Thank you all so much for responding to me. I truly appreciate your thoughts and experiences.

And no, you can't quote me (not that I said anything quotable) unless you actually say you got it off allnurses. Otherwise, its plagiarism, which I saw way too much of in nursing school and which infuriated me to no end. I mean, come on, this is an ethics class. You have to identify your sources. Besides, for all you know, I could be making up everything I say and have no actual experience whatsoever. If you are concerned that an online forum isn't credible enough to identify, maybe you shouldn't be using it in your project.

Maybe I didn't make my intentions clear enough in my original post. This project is a scholarly endeavor, so I'm not planning to use anything here as part of the informational content of the presentation; that will come from journal articles. I thought I might use quotes from nurses, which I would indicate that I got from an online or real life discussion, and would use names like "Nancy" instead of real life names to avoid identifying the person (as is done in qualitative studies, not that I am suggesting that I am doing one!) I thought this might add relevance to the presentation. By all means, if someone wants me to identify him or her, I can do that, but in order to encourage people to be candid, I want to offer as much confidentiality as I can.

You are absolutely right that I have no idea if you are actually a nurse or not. However, my group members and I have not been asking to see the licenses of the supposed nurses we have been speaking with in real life, so I am ok with it in this situation. Again, I am hoping to use this to try to bring the content home from the realm of journal articles to the realm of real nursing, not as informational content.

Thank you for your perspective!

"Chemical Restraint: a psychopharmacologic drug that is used for discipline, to control behavior, or for convenience and is not required to treat medical symptoms."

Thanks for sharing this. The definition I have encountered in literature is very similar:

“Chemical restraint describes both deliberate and incidental use of pharmaceutical products to control behavior and/or restrict freedom of movement, but which is not required to treat a medically identified condition”

Hughes, R. (2008). Chemical restraint in nursing older people.
Nursing Older People, 20
(3), 33-39.

The only key difference is that researchers include incidental as well as intentional use.

It sounds like a pretty negative term, but most nurses report using chemical restraint out of a desire to keep their patients safe. As far as agitation goes, my understanding from what I have read (which should most definitely be taken with a grain of salt since I am a student) is that if using an anxiolytic or something is part of the treatment plan for a patient with agitation that is expected as a result of his or her condition, it would not necessarily be considered chemical restraint. Some of you mentioned DTs, and I would think (correct me if I'm wrong) that agitation would be expected for a patient with DTs, and a benzo or something would be needed. From what I understand, this would not be considered chemical restraint.

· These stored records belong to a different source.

use cfl::grammar::Alphabet;
use cfl::solvers::SolveClosure;
use cfl::worklist::WorklistOrder;
use cflr_lib::{
    build_graph, default_grammar,
    dot::import_dot,
    load_edges, load_grammar,
    report::{dump_edges, print_closure, print_summary},
};
use clap::{Parser as CommandLineParser, ValueEnum};
use log::info;
use utils::DiagnosticEmitter;

#[derive(Debug, Copy, Clone, PartialEq, Eq, Hash, PartialOrd, Ord, ValueEnum, Default)]
pub enum CLIOrder {
    #[default]
    Fifo,
    Lifo,
    Priority,
    Random,
}

#[derive(Debug, CommandLineParser, Default)]
#[command(
    name = "cflr",
    version,
    about = "Close a labeled graph under a context-free grammar."
)]
pub struct Opt {
    /// File with the productions of the grammar, one `Head -> Body` per line.
    /// Defaults to the single rule `S -> A B`.
    #[arg(long, value_name = "FILE")]
    pub grammar: Option<String>,

    /// The graph file is a graphviz dump whose edge colors are the labels.
    #[arg(long)]
    pub dot: bool,

    /// Order in which the worklist propagates edges.
    #[arg(long, value_enum, default_value_t)]
    pub order: CLIOrder,

    /// Seed for the random worklist order.
    #[arg(long, default_value_t)]
    pub seed: u64,

    /// Stop after propagating this many edges. Zero means no limit.
    #[arg(long, default_value_t)]
    pub iteration_limit: usize,

    /// Print every edge of the closed graph.
    #[arg(long)]
    pub dump: bool,

    /// Only print edges with this label.
    #[arg(long, value_name = "LABEL")]
    pub label: Option<String>,

    /// File containing the initial edges, one `src dst label` per line.
    pub filename: String,
}

impl Opt {
    fn order(&self) -> WorklistOrder {
        match self.order {
            CLIOrder::Fifo => WorklistOrder::Fifo,
            CLIOrder::Lifo => WorklistOrder::Lifo,
            CLIOrder::Priority => WorklistOrder::Priority,
            CLIOrder::Random => WorklistOrder::Random(self.seed),
        }
    }
}

pub fn process_source(
    graph_src: &str,
    grammar_src: Option<&str>,
    diag: &mut DiagnosticEmitter,
    opts: &Opt,
) -> Option<()> {
    let grammar = match grammar_src {
        Some(src) => load_grammar(src, Alphabet::new(), diag)?,
        None => match default_grammar() {
            Ok(grammar) => grammar,
            Err(err) => {
                diag.err_ln(&format!("Error: {err}"));
                return None;
            }
        },
    };
    info!("Loaded {} productions.", grammar.productions.len());

    let edges = if opts.dot {
        import_dot(graph_src, grammar.alphabet, diag)?
    } else {
        load_edges(graph_src, grammar.alphabet, diag)?
    };
    let mut graph = build_graph(&edges, diag)?;
    diag.out_ln(&format!("Loaded graph with {} edges.", graph.len()));
    print_summary(&graph, &edges.alphabet, diag);

    let label = match &opts.label {
        Some(name) => {
            let Some(sym) = edges.alphabet.lookup(name) else {
                diag.err_ln(&format!("Error: unknown label '{name}'."));
                return None;
            };
            Some(sym)
        }
        None => None,
    };

    let solver = SolveClosure {
        iteration_limit: opts.iteration_limit,
        order: opts.order(),
    };
    let result = match solver.solve_in_place(&grammar.productions, &mut graph) {
        Ok(result) => result,
        Err(err) => {
            diag.err_ln(&format!("Error: {err}"));
            return None;
        }
    };
    print_closure(&result, diag);

    if opts.dump || label.is_some() {
        dump_edges(&graph, &edges.alphabet, edges.node_names.as_deref(), label, diag);
    }

    Some(())
}
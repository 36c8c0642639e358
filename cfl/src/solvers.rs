use log::{debug, trace, warn};

use crate::error::CflError;
use crate::grammar::Grammar;
use crate::graph::{Edge, LabeledGraph};
use crate::worklist::{Worklist, WorklistOrder};

#[derive(Debug, Clone, Copy, PartialEq, Eq, Hash)]
pub enum EngineState {
    /// Initial edges are not queued yet.
    Seeding,
    /// The worklist is being drained.
    Propagating,
    /// No production can derive a new edge anymore. Terminal.
    Closed,
}

/// How a run ended. A truncated run still produced a valid subset of the
/// closure, it is just not complete.
#[derive(Debug, Clone, Copy, PartialEq, Eq, Hash)]
pub enum Outcome {
    Closed,
    Truncated,
}

#[derive(Debug, Clone, Copy, PartialEq, Eq, Hash, Default)]
pub struct ClosureStats {
    /// Number of edges popped from the worklist.
    pub iterations: usize,
    /// Edges in the graph before seeding.
    pub initial_edges: usize,
    /// Edges added by productions, including epsilon self loops.
    pub derived_edges: usize,
}

#[derive(Debug, Clone, Copy, PartialEq, Eq, Hash)]
pub struct ClosureResult {
    pub outcome: Outcome,
    pub stats: ClosureStats,
}

/// Worklist driven closure of a labeled graph under a grammar. The engine
/// owns the graph mutably for the duration of the run, nothing else can
/// add edges while it is propagating.
///
/// Every popped edge `u -l-> v` is composed in both directions:
/// * forward with every `v -r-> w`, deriving `u -combine(l, r)-> w`,
/// * backward with every `x -p-> u`, deriving `x -combine(p, l)-> v`.
///
/// Both contributing edges of any composition are popped at some point, and
/// whichever comes second finds the other one in the indices. Edges are
/// only added, and there are finitely many of them, so the loop terminates.
pub struct ClosureEngine<'a, G: Grammar> {
    grammar: &'a G,
    graph: &'a mut LabeledGraph<G::Label>,
    worklist: Worklist<G::Label>,
    state: EngineState,
    stats: ClosureStats,
}

impl<'a, G: Grammar> ClosureEngine<'a, G> {
    pub fn new(grammar: &'a G, graph: &'a mut LabeledGraph<G::Label>, order: WorklistOrder) -> Self {
        Self {
            grammar,
            graph,
            worklist: Worklist::new(order),
            state: EngineState::Seeding,
            stats: ClosureStats::default(),
        }
    }

    pub fn state(&self) -> EngineState {
        self.state
    }

    pub fn stats(&self) -> ClosureStats {
        self.stats
    }

    /// The graph as derived so far. Always a subset of the final closure.
    pub fn graph(&self) -> &LabeledGraph<G::Label> {
        &*self.graph
    }

    /// Number of edges still waiting for propagation.
    pub fn pending(&self) -> usize {
        self.worklist.len()
    }

    /// Queue every initial edge once and add the epsilon self loops. Does
    /// nothing after the first call.
    pub fn seed(&mut self) -> Result<(), CflError> {
        if self.state != EngineState::Seeding {
            return Ok(());
        }

        self.stats.initial_edges = self.graph.len();
        for &edge in self.graph.edges() {
            self.worklist.push(edge);
        }

        let grammar = self.grammar;
        for &head in grammar.epsilon() {
            for node in 0..self.graph.node_count() {
                self.derive(Edge::new(node, node, head))?;
            }
        }

        debug!(
            "Seeded worklist with {} edges over {} nodes.",
            self.worklist.len(),
            self.graph.node_count()
        );
        self.state = EngineState::Propagating;
        Ok(())
    }

    /// Propagate a single edge. Returns false once the graph is closed.
    pub fn step(&mut self) -> Result<bool, CflError> {
        match self.state {
            EngineState::Seeding => self.seed()?,
            EngineState::Propagating => {}
            EngineState::Closed => return Ok(false),
        }

        if self.worklist.is_empty() {
            debug!(
                "Closed after {} iterations, derived {} edges.",
                self.stats.iterations, self.stats.derived_edges
            );
            self.state = EngineState::Closed;
            return Ok(false);
        }

        let edge = self.worklist.pop()?;
        self.stats.iterations += 1;
        self.propagate(edge)?;
        Ok(true)
    }

    /// Drive the engine until the graph is closed or `iteration_limit` edges
    /// were popped. A limit of zero means no limit. A truncated run can be
    /// resumed by calling `run` again.
    pub fn run(&mut self, iteration_limit: usize) -> Result<Outcome, CflError> {
        let start = self.stats.iterations;
        while self.step()? {
            let done = self.stats.iterations - start;
            if iteration_limit > 0 && done >= iteration_limit && !self.worklist.is_empty() {
                warn!(
                    "Iteration limit of {iteration_limit} reached with {} edges pending, the result is incomplete.",
                    self.worklist.len()
                );
                return Ok(Outcome::Truncated);
            }
        }
        Ok(Outcome::Closed)
    }

    fn propagate(&mut self, edge: Edge<G::Label>) -> Result<(), CflError> {
        let Edge { src, dst, label } = edge;
        let grammar = self.grammar;

        if let Some(head) = grammar.unary(label) {
            self.derive(Edge {
                src,
                dst,
                label: head,
            })?;
        }

        // src -label-> dst -next-> target
        let forward: Vec<_> = self
            .graph
            .successors_by_label(dst)
            .iter()
            .filter_map(|(&next, targets)| Some((grammar.combine(label, next)?, targets)))
            .flat_map(|(head, targets)| {
                targets.iter().map(move |&target| Edge {
                    src,
                    dst: target,
                    label: head,
                })
            })
            .collect();
        for derived in forward {
            self.derive(derived)?;
        }

        // origin -prev-> src -label-> dst
        let backward: Vec<_> = self
            .graph
            .predecessors_by_label(src)
            .iter()
            .filter_map(|(&prev, origins)| Some((grammar.combine(prev, label)?, origins)))
            .flat_map(|(head, origins)| {
                origins.iter().map(move |&origin| Edge {
                    src: origin,
                    dst,
                    label: head,
                })
            })
            .collect();
        for derived in backward {
            self.derive(derived)?;
        }

        Ok(())
    }

    fn derive(&mut self, edge: Edge<G::Label>) -> Result<bool, CflError> {
        if !self.graph.insert(edge)? {
            return Ok(false);
        }
        trace!("Derived {edge:?}.");
        self.stats.derived_edges += 1;
        self.worklist.push(edge);
        Ok(true)
    }
}

/// Closes a graph under a grammar using a worklist.
#[derive(Clone, Debug, PartialEq, Eq, Hash, Default)]
pub struct SolveClosure {
    /// Maximum number of edges to pop. If the limit is reached the solver
    /// stops and reports [`Outcome::Truncated`]. Zero means no limit.
    pub iteration_limit: usize,
    pub order: WorklistOrder,
}

impl SolveClosure {
    /// Run the solver adding the derived edges to `graph` in place.
    pub fn solve_in_place<G: Grammar>(
        &self,
        grammar: &G,
        graph: &mut LabeledGraph<G::Label>,
    ) -> Result<ClosureResult, CflError> {
        let mut engine = ClosureEngine::new(grammar, graph, self.order);
        let outcome = engine.run(self.iteration_limit)?;
        Ok(ClosureResult {
            outcome,
            stats: engine.stats(),
        })
    }

    /// Build a graph over the nodes `0..node_count` from the initial edges
    /// and close it.
    pub fn solve<G: Grammar>(
        &self,
        grammar: &G,
        node_count: usize,
        edges: impl IntoIterator<Item = Edge<G::Label>>,
    ) -> Result<(LabeledGraph<G::Label>, ClosureResult), CflError> {
        let mut graph = LabeledGraph::from_edges(node_count, edges)?;
        let result = self.solve_in_place(grammar, &mut graph)?;
        Ok((graph, result))
    }
}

I think what would be considered chemical restraint would be a scenario I have not yet seen anyone here report. That would be something more along these lines: an elderly patient becomes agitated and an anxiolytic is used to contain the situtation even though the cause of the agitation has not been determined. My highly non-expert opinion would be that in this situation, the drug is being used as a chemical restraint.

Thanks again for all the responses! Hearing stories from practice is my favorite thing about this forum.